*EXERCISE DESCRIPTION*
How many lines in the records below contain the word "ArticleService"? State that number and nothing more.

*SUPPLIED DATA*
=== Begin Enclosure ===

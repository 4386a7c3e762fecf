use std::sync::Arc;

use askama::Template;
use axum::{
    extract::{Path, Query, State},
    http::StatusCode,
    response::{Html, IntoResponse, Redirect, Response},
    routing::{get, post},
    Form, Router,
};
use serde::Deserialize;
use tower_http::{services::ServeDir, trace::TraceLayer};
use tracing::warn;

use crate::dto::{
    ArticleDto, CategoryDto, CountArticleByCategory, IngestSummary, RecordCounts, SourceByArticle,
    SourceDto,
};
use crate::page::{Page, PageParams, Pageable};
use crate::service::{ArticleService, NewsService};

pub struct AppState {
    pub news: NewsService,
    pub articles: ArticleService,
    /// Page size used when the request does not ask for one
    pub page_size: u32,
}

impl AppState {
    fn pageable(&self, params: &PageParams) -> Pageable {
        params.to_pageable(self.page_size)
    }
}

pub fn router(state: Arc<AppState>) -> Router {
    Router::new()
        .route("/", get(index))
        .route("/news", get(news_home))
        .route("/admin", get(admin_index))
        .route("/admin/", get(admin_index))
        .route("/admin/dashboard", get(dashboard))
        .route("/admin/category", get(categories))
        .route("/admin/inputCategory", post(input_category))
        .route("/admin/updateCategory/:id", post(update_category))
        .route("/admin/deleteCategory/:id", post(delete_category))
        .route("/admin/source", get(sources))
        .route("/admin/inputSources", get(input_sources))
        .route("/admin/article", get(article_stats))
        .route("/admin/inputArticles", post(input_articles))
        .route("/admin/search", get(search_articles))
        .route("/health", get(health))
        .nest_service("/static", ServeDir::new("static"))
        .layer(TraceLayer::new_for_http())
        .with_state(state)
}

// Template structs
#[derive(Template)]
#[template(path = "news.html")]
pub struct NewsTemplate {
    pub articles: Page<ArticleDto>,
    pub categories: Vec<CategoryDto>,
    pub is_search: bool,
    pub query: String,
    pub search_type: String,
    /// Extra query string carried over by the pager links
    pub page_query: String,
    pub error: Option<String>,
}

#[derive(Template)]
#[template(path = "category.html")]
pub struct CategoryTemplate {
    pub categories: Vec<CategoryDto>,
    pub error: Option<String>,
}

#[derive(Template)]
#[template(path = "source.html")]
pub struct SourceTemplate {
    pub sources: Page<SourceDto>,
    pub error: Option<String>,
}

#[derive(Template)]
#[template(path = "article.html")]
pub struct ArticleTemplate {
    pub article_count: i64,
    pub count_by_category: Vec<CountArticleByCategory>,
    pub categories: Vec<CategoryDto>,
    pub source_by_articles: Vec<SourceByArticle>,
    pub etc_count: i64,
    pub error: Option<String>,
}

#[derive(Template)]
#[template(path = "dashboard.html")]
pub struct DashboardTemplate {
    pub counts: RecordCounts,
}

// Wrapper for HTML responses
struct HtmlTemplate<T>(T);

impl<T: Template> IntoResponse for HtmlTemplate<T> {
    fn into_response(self) -> Response {
        match self.0.render() {
            Ok(html) => Html(html).into_response(),
            Err(err) => (
                StatusCode::INTERNAL_SERVER_ERROR,
                format!("Failed to render template: {}", err),
            )
                .into_response(),
        }
    }
}

// Custom error type
pub struct AppError(anyhow::Error);

impl IntoResponse for AppError {
    fn into_response(self) -> Response {
        (
            StatusCode::INTERNAL_SERVER_ERROR,
            format!("Error: {}", self.0),
        )
            .into_response()
    }
}

impl<E: Into<anyhow::Error>> From<E> for AppError {
    fn from(err: E) -> Self {
        AppError(err.into())
    }
}

// Route handlers
pub async fn index() -> Redirect {
    Redirect::to("/news")
}

pub async fn admin_index() -> Redirect {
    Redirect::to("/admin/dashboard")
}

pub async fn health() -> impl IntoResponse {
    Html("OK")
}

pub async fn news_home(
    State(state): State<Arc<AppState>>,
    Query(params): Query<PageParams>,
) -> Result<impl IntoResponse, AppError> {
    let pageable = state.pageable(&params);

    let (articles, error) = match state.news.get_articles(&pageable).await {
        Ok(articles) => (articles, None),
        Err(e) => {
            warn!("Failed to load articles: {}", e);
            (Page::empty(&pageable), Some(e.to_string()))
        }
    };

    Ok(HtmlTemplate(NewsTemplate {
        articles,
        categories: Vec::new(),
        is_search: false,
        query: String::new(),
        search_type: String::new(),
        page_query: String::new(),
        error,
    }))
}

pub async fn dashboard(State(state): State<Arc<AppState>>) -> Result<impl IntoResponse, AppError> {
    let counts = state.news.get_record_counts().await?;
    Ok(HtmlTemplate(DashboardTemplate { counts }))
}

async fn render_categories(state: &AppState, error: Option<String>) -> Result<Response, AppError> {
    let categories = state.news.get_categories().await?;
    Ok(HtmlTemplate(CategoryTemplate { categories, error }).into_response())
}

pub async fn categories(State(state): State<Arc<AppState>>) -> Result<Response, AppError> {
    render_categories(&state, None).await
}

#[derive(Deserialize)]
pub struct CategoryForm {
    #[serde(default)]
    pub category_name: String,
}

pub async fn input_category(
    State(state): State<Arc<AppState>>,
    Form(form): Form<CategoryForm>,
) -> Result<Response, AppError> {
    if form.category_name.trim().is_empty() {
        return Ok(Redirect::to("/admin/category").into_response());
    }

    match state.news.input_category(&form.category_name, None).await {
        Ok(_) => Ok(Redirect::to("/admin/category").into_response()),
        Err(e) => {
            warn!("Failed to create category: {}", e);
            render_categories(&state, Some(e.to_string())).await
        }
    }
}

#[derive(Deserialize)]
pub struct UpdateCategoryForm {
    #[serde(default)]
    pub name: String,
    #[serde(default)]
    pub memo: String,
}

pub async fn update_category(
    State(state): State<Arc<AppState>>,
    Path(id): Path<String>,
    Form(form): Form<UpdateCategoryForm>,
) -> Result<Response, AppError> {
    match state
        .news
        .update_category(&id, &form.name, Some(&form.memo))
        .await
    {
        Ok(()) => Ok(Redirect::to("/admin/category").into_response()),
        Err(e) => {
            warn!("Failed to update category {}: {}", id, e);
            render_categories(&state, Some(e.to_string())).await
        }
    }
}

pub async fn delete_category(
    State(state): State<Arc<AppState>>,
    Path(id): Path<String>,
) -> Result<Response, AppError> {
    match state.news.delete_category(&id).await {
        Ok(()) => Ok(Redirect::to("/admin/category").into_response()),
        Err(e) => {
            warn!("Failed to delete category {}: {}", id, e);
            render_categories(&state, Some(e.to_string())).await
        }
    }
}

pub async fn sources(
    State(state): State<Arc<AppState>>,
    Query(params): Query<PageParams>,
) -> Result<impl IntoResponse, AppError> {
    let sources = state.news.get_sources(&state.pageable(&params)).await?;
    Ok(HtmlTemplate(SourceTemplate {
        sources,
        error: None,
    }))
}

pub async fn input_sources(State(state): State<Arc<AppState>>) -> Result<Response, AppError> {
    match state.news.input_sources().await {
        Ok(_) => Ok(Redirect::to("/admin/source").into_response()),
        Err(e) => {
            warn!("Source ingestion failed: {}", e);
            let pageable = state.pageable(&PageParams::default());
            let sources = state.news.get_sources(&pageable).await?;
            Ok(HtmlTemplate(SourceTemplate {
                sources,
                error: Some(e.to_string()),
            })
            .into_response())
        }
    }
}

async fn render_article_stats(state: &AppState, error: Option<String>) -> Result<Response, AppError> {
    let categories = state.news.get_categories().await?;
    let article_count = state.articles.get_total_article_count().await?;
    let count_by_category = state.articles.count_article_by_categories().await?;
    let source_by_articles = state.articles.get_article_count_by_source().await?;

    let top_sum: i64 = source_by_articles.iter().map(|s| s.count).sum();
    let etc_count = article_count - top_sum;

    Ok(HtmlTemplate(ArticleTemplate {
        article_count,
        count_by_category,
        categories,
        source_by_articles,
        etc_count,
        error,
    })
    .into_response())
}

pub async fn article_stats(State(state): State<Arc<AppState>>) -> Result<Response, AppError> {
    render_article_stats(&state, None).await
}

#[derive(Deserialize)]
pub struct InputArticlesForm {
    #[serde(rename = "categoryName", default)]
    pub category_name: String,
}

pub async fn input_articles(
    State(state): State<Arc<AppState>>,
    Form(form): Form<InputArticlesForm>,
) -> Result<Response, AppError> {
    match state.articles.input_articles(&form.category_name).await {
        Ok(IngestSummary { inserted, .. }) => {
            tracing::debug!("Inserted {} articles", inserted);
            Ok(Redirect::to("/admin/article").into_response())
        }
        Err(e) => {
            warn!("Article ingestion failed: {}", e);
            render_article_stats(&state, Some(e.to_string())).await
        }
    }
}

#[derive(Deserialize)]
pub struct SearchParams {
    pub query: Option<String>,
    #[serde(rename = "searchType")]
    pub search_type: Option<String>,
}

pub async fn search_articles(
    State(state): State<Arc<AppState>>,
    Query(params): Query<PageParams>,
    Query(search): Query<SearchParams>,
) -> Result<impl IntoResponse, AppError> {
    let pageable = state.pageable(&params);
    let query = search.query.unwrap_or_default();
    let search_type = search.search_type.unwrap_or_else(|| "title".to_string());

    let (articles, error) = match state
        .articles
        .search_articles(&query, &search_type, &pageable)
        .await
    {
        Ok(articles) => (articles, None),
        Err(e) => {
            warn!("Search failed: {}", e);
            (Page::empty(&pageable), Some(e.to_string()))
        }
    };
    let categories = state.news.get_categories().await?;

    let page_query = format!(
        "&{}",
        url::form_urlencoded::Serializer::new(String::new())
            .append_pair("query", &query)
            .append_pair("searchType", &search_type)
            .finish()
    );

    Ok(HtmlTemplate(NewsTemplate {
        articles,
        categories,
        is_search: true,
        query,
        search_type,
        page_query,
        error,
    }))
}
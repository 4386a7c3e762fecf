use thiserror::Error;

/// Failures talking to the external news API.
#[derive(Debug, Error)]
pub enum NewsApiError {
    #[error("invalid news API url: {0}")]
    Url(#[from] url::ParseError),

    #[error("news API request failed: {0}")]
    Http(#[from] reqwest::Error),

    #[error("news API responded with HTTP {status}: {body}")]
    Status {
        status: reqwest::StatusCode,
        body: String,
    },

    #[error("news API error ({code}): {message}")]
    Api { code: String, message: String },

    #[error("could not decode news API response: {0}")]
    Decode(#[from] serde_json::Error),
}

#[derive(Debug, Error)]
pub enum ServiceError {
    #[error("ERROR: database failure: {0}")]
    Database(#[from] sqlx::Error),

    #[error("ERROR: {0}")]
    NewsApi(#[from] NewsApiError),

    #[error("ERROR: category {0} not found")]
    CategoryNotFound(String),

    #[error("ERROR: category '{0}' is still used by articles and cannot be deleted")]
    CategoryInUse(String),

    #[error("ERROR: category '{0}' already exists")]
    DuplicateCategory(String),

    #[error("ERROR: {0} is required")]
    MissingInput(&'static str),
}

pub type ServiceResult<T> = Result<T, ServiceError>;

#[cfg(test)]
mod tests {
    use super::*;

    #[test]
    fn test_messages_are_user_facing() {
        let err = ServiceError::CategoryInUse("Sports".to_string());
        assert_eq!(
            err.to_string(),
            "ERROR: category 'Sports' is still used by articles and cannot be deleted"
        );

        let err = ServiceError::MissingInput("category name");
        assert_eq!(err.to_string(), "ERROR: category name is required");
    }

    #[test]
    fn test_api_error_is_wrapped() {
        let err: ServiceError = NewsApiError::Api {
            code: "apiKeyInvalid".to_string(),
            message: "Your API key is invalid".to_string(),
        }
        .into();

        assert_eq!(
            err.to_string(),
            "ERROR: news API error (apiKeyInvalid): Your API key is invalid"
        );
    }
}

=== End Enclosure ===

*ANSWER*
2